Visage malmené par l’âge et les épreuves, bonnet sur la tête, ce vieux passe la majeure partie de son temps dans son quartier, dans sa maison, scotché sur son lit. «Je suis asthmatique. Je tousse tout le temps alors que je continue de respirer cet air pollué», confie-t-il. Ses sorties, il les dédie au règlement des différends entre les habitants qui ne manquent pas de l’’interpeller. Aux côtés de lui, ses deux fidèles compagnons : une radio posée à même le lit et une petite télé qui trône sur une table. Des occupations, il n’en a pas. Ou plutôt, il en a qu’une : Diamalaye 2. Il se vante : «Je suis élu comme Macky Sall. Comme on a porté Macky Sall au pouvoir, les habitants de la cité Diamalaye m’ont élu délégué. Donc, j’ai une obligation envers les populations implantées dans le quartier. Je consacre tout mon temps à ce quartier.» Pour répondre à cette «obligation», il a posé un geste assez symbolique. «Sow a mis à la disposition des populations, un véhicule qu’il a acquiert par ses propres moyens. Ce qui a permis de mettre fin aux ­nombreuses évacuations de malades par charrette dans le quartier», témoigne Dame, délégué adjoint du quartier Diamalaye 2.
De l’autre côté de la localité, des habitants scandent, pourtant, cette amère chanson: «Nous n’avons pas de maire, ni de délégué de quartier.» «Ce sont des frustrés», répond-il, précipitamment. Avec un accent peulh-wolofisé, il explique : «Je les comprends. Certains sont des sinistrés des inondations de la saison écoulée, d’autres des récupérateurs à qui la mairie a pris des terrains pour la construction de poste de santé. Pourtant, j’ai eu à signer et offrir pas moins de quatre-vingt-quatre papiers de maisons à ces gens, alors que chaque terrain vaut vingt mille francs Cfa (20 000 francs Cfa). Juste parce que je me souci de leurs conditions de vie. C’est donc insensé de parler de trahison dans ce cas de figure.»

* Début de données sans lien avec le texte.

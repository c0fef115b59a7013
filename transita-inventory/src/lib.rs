pub mod fare;
pub mod ledger;
pub mod schedule;

pub use ledger::{apply_adjustment, InventoryAdjustment, InventoryError, SeatDelta};
pub use schedule::{Bus, Company, ReferenceDirectory, Route, Schedule};
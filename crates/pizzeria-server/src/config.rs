//! Server configuration from command-line flags and environment variables.

use clap::Parser;

/// Runtime configuration for the pizzeria server.
///
/// Every flag can also be set through its `PIZZERIA_*` environment variable.
#[derive(Debug, Clone, Parser)]
#[command(name = "pizzeria-server", about = "Pizzeria menu catalog HTTP API")]
pub struct ServerConfig {
    /// SQLite database file path.
    #[arg(long, env = "PIZZERIA_DB_PATH", default_value = "pizzeria.db")]
    pub db_path: String,

    /// Interface to listen on.
    #[arg(long, env = "PIZZERIA_HOST", default_value = "0.0.0.0")]
    pub host: String,

    /// Port to listen on.
    #[arg(short, long, env = "PIZZERIA_PORT", default_value_t = 3231)]
    pub port: u16,
}

impl ServerConfig {
    /// `host:port` string accepted by `TcpListener::bind`.
    pub fn listen_addr(&self) -> String {
        format!("{}:{}", self.host, self.port)
    }
}

#[cfg(test)]
mod tests {
    use super::*;

    #[test]
    fn flags_override_defaults() {
        let config = ServerConfig::try_parse_from([
            "pizzeria-server",
            "--db-path",
            "/tmp/menu.db",
            "--host",
            "127.0.0.1",
            "-p",
            "8080",
        ])
        .unwrap();
        assert_eq!(config.db_path, "/tmp/menu.db");
        assert_eq!(config.listen_addr(), "127.0.0.1:8080");
    }

    #[test]
    fn rejects_non_numeric_port() {
        assert!(ServerConfig::try_parse_from(["pizzeria-server", "--port", "pizza"]).is_err());
    }
}
//! SQLite implementation of [`MenuStore`].
//!
//! [`SqliteStore`] persists the catalog in a SQLite database with WAL mode,
//! foreign keys and automatic schema migrations. Constraint violations
//! reported by SQLite are translated into typed [`StorageError`] variants so
//! the schema, not a sequence of pre-checks, is the final authority on
//! uniqueness and referential integrity.

use std::os::raw::c_int;

use rusqlite::{ffi, params, Connection, ErrorCode, OptionalExtension, Row, TransactionBehavior};

use pizzeria_core::{
    Ingredient, IngredientChanges, Pizza, PizzaChanges, PizzaWithPrice, RecipeEntry, Slug,
};

use crate::error::StorageError;
use crate::traits::MenuStore;

/// SQLite-backed implementation of [`MenuStore`].
///
/// Recipe writes run in an immediate transaction; every statement binds its
/// values as parameters.
pub struct SqliteStore {
    conn: Connection,
}

/// Kind of constraint a failed statement tripped over.
#[derive(Debug, Clone, Copy, PartialEq, Eq)]
enum Constraint {
    Unique,
    ForeignKey,
}

/// Classifies a constraint violation from its extended result code.
fn violated_constraint(err: &rusqlite::Error) -> Option<Constraint> {
    let rusqlite::Error::SqliteFailure(failure, _) = err else {
        return None;
    };
    if failure.code != ErrorCode::ConstraintViolation {
        return None;
    }
    const UNIQUE: [c_int; 2] = [ffi::SQLITE_CONSTRAINT_PRIMARYKEY, ffi::SQLITE_CONSTRAINT_UNIQUE];
    match failure.extended_code {
        code if UNIQUE.contains(&code) => Some(Constraint::Unique),
        ffi::SQLITE_CONSTRAINT_FOREIGNKEY => Some(Constraint::ForeignKey),
        _ => None,
    }
}

/// `SUM` over integers fails with this message instead of wrapping.
fn price_error(err: rusqlite::Error) -> StorageError {
    match &err {
        rusqlite::Error::SqliteFailure(_, Some(message)) if message == "integer overflow" => {
            StorageError::PriceOverflow
        }
        _ => err.into(),
    }
}

impl SqliteStore {
    /// Opens (or creates) a SQLite database at `path`.
    pub fn new(path: &str) -> Result<Self, StorageError> {
        let conn = crate::schema::open_database(path)?;
        Ok(SqliteStore { conn })
    }

    /// Opens an in-memory SQLite database (for testing).
    pub fn in_memory() -> Result<Self, StorageError> {
        let conn = crate::schema::open_in_memory()?;
        Ok(SqliteStore { conn })
    }

    fn ingredient_from_row(row: &Row<'_>) -> rusqlite::Result<Ingredient> {
        Ok(Ingredient {
            slug: Slug::new(row.get::<_, String>(0)?),
            name: row.get(1)?,
            price100: row.get(2)?,
        })
    }

    fn pizza_from_row(row: &Row<'_>) -> rusqlite::Result<Pizza> {
        Ok(Pizza {
            slug: Slug::new(row.get::<_, String>(0)?),
            name: row.get(1)?,
        })
    }

    fn priced_from_row(row: &Row<'_>) -> rusqlite::Result<PizzaWithPrice> {
        Ok(PizzaWithPrice {
            slug: Slug::new(row.get::<_, String>(0)?),
            name: row.get(1)?,
            price100: row.get(2)?,
        })
    }

    fn exists(&self, sql: &str, slug: &Slug) -> Result<bool, StorageError> {
        let exists: bool = self
            .conn
            .prepare_cached(sql)?
            .query_row(params![slug.as_str()], |row| row.get(0))?;
        Ok(exists)
    }
}
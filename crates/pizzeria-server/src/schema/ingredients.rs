//! Ingredient request types.

use serde::Deserialize;

use pizzeria_core::{Ingredient, IngredientChanges, Slug};

use super::validation::{FieldError, Validator};

/// Request to create an ingredient. All fields are required.
#[derive(Debug, Clone, Default, Deserialize)]
pub struct CreateIngredientRequest {
    pub slug: Option<String>,
    pub name: Option<String>,
    pub price100: Option<i64>,
}

impl CreateIngredientRequest {
    pub fn validate(self) -> Result<Ingredient, Vec<FieldError>> {
        let mut v = Validator::new();
        let slug = v.text("slug", self.slug);
        let name = v.text("name", self.name);
        let price100 = v.present("price100", self.price100);
        v.finish(Ingredient {
            slug: Slug::new(slug),
            name,
            price100,
        })
    }
}

/// Request to overwrite an ingredient's name and price.
#[derive(Debug, Clone, Default, Deserialize)]
pub struct UpdateIngredientRequest {
    pub name: Option<String>,
    pub price100: Option<i64>,
}

impl UpdateIngredientRequest {
    pub fn validate(self) -> Result<IngredientChanges, Vec<FieldError>> {
        let mut v = Validator::new();
        let name = v.text("name", self.name);
        let price100 = v.present("price100", self.price100);
        v.finish(IngredientChanges { name, price100 })
    }
}
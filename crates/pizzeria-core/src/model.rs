//! Catalog records exchanged between the store, the service and the HTTP
//! boundary.
//!
//! Prices are integer minor currency units (`price100` = hundredths).

use serde::{Deserialize, Serialize};

use crate::slug::Slug;

/// A priced ingredient. Referenced, never owned, by recipe entries.
#[derive(Debug, Clone, PartialEq, Eq, Serialize, Deserialize)]
pub struct Ingredient {
    pub slug: Slug,
    pub name: String,
    pub price100: i64,
}

/// Mutable fields of an [`Ingredient`]. The slug never changes.
#[derive(Debug, Clone, PartialEq, Eq)]
pub struct IngredientChanges {
    pub name: String,
    pub price100: i64,
}

impl Ingredient {
    pub fn new(slug: impl Into<Slug>, name: impl Into<String>, price100: i64) -> Self {
        Ingredient {
            slug: slug.into(),
            name: name.into(),
            price100,
        }
    }

    /// Returns this ingredient with `changes` applied.
    pub fn with_changes(self, changes: IngredientChanges) -> Self {
        Ingredient {
            slug: self.slug,
            name: changes.name,
            price100: changes.price100,
        }
    }
}

/// A pizza's master record. Its price lives only in [`PizzaWithPrice`].
#[derive(Debug, Clone, PartialEq, Eq, Serialize, Deserialize)]
pub struct Pizza {
    pub slug: Slug,
    pub name: String,
}

/// Mutable fields of a [`Pizza`].
#[derive(Debug, Clone, PartialEq, Eq)]
pub struct PizzaChanges {
    pub name: String,
}

impl Pizza {
    pub fn new(slug: impl Into<Slug>, name: impl Into<String>) -> Self {
        Pizza {
            slug: slug.into(),
            name: name.into(),
        }
    }

    /// Attaches a derived price to this pizza.
    pub fn priced(self, price100: i64) -> PizzaWithPrice {
        PizzaWithPrice {
            slug: self.slug,
            name: self.name,
            price100,
        }
    }
}

/// A pizza together with the sum of its recipe's ingredient prices.
#[derive(Debug, Clone, PartialEq, Eq, Serialize, Deserialize)]
pub struct PizzaWithPrice {
    pub slug: Slug,
    pub name: String,
    pub price100: i64,
}

/// The ordered ingredient list of one pizza.
#[derive(Debug, Clone, PartialEq, Eq, Serialize, Deserialize)]
pub struct Recipe {
    pub ingredients: Vec<Slug>,
}

/// One association row binding a pizza to an ingredient.
///
/// The entries of a recipe carry positions `1..=N` without gaps; duplicate
/// ingredients are separate entries with their own positions.
#[derive(Debug, Clone, PartialEq, Eq, Serialize, Deserialize)]
pub struct RecipeEntry {
    pub pizza: Slug,
    pub ingredient: Slug,
    pub position: u32,
}

impl RecipeEntry {
    /// Builds the rows for `ingredients`, numbering positions from 1 in input
    /// order.
    pub fn sequence(pizza: &Slug, ingredients: &[Slug]) -> Vec<RecipeEntry> {
        ingredients
            .iter()
            .zip(1u32..)
            .map(|(ingredient, position)| RecipeEntry {
                pizza: pizza.clone(),
                ingredient: ingredient.clone(),
                position,
            })
            .collect()
    }
}

impl Recipe {
    /// Collects the ingredient slugs of `entries`, which must already be in
    /// position order.
    pub fn from_entries(entries: &[RecipeEntry]) -> Self {
        Recipe {
            ingredients: entries.iter().map(|e| e.ingredient.clone()).collect(),
        }
    }
}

Claquemuré dans cette maison digne des habitations banlieusardes avec trois femmes, père de quinze enfants, Sow ne se désengage jamais. L’âge n’est pas une barrière pour lui. Il continue de songer, d’espérer et de croire à un Diamalaye 2 meilleur, avec l’ouverture prochaine du poste de santé de la localité dont les constructions sont achevées depuis bien longtemps.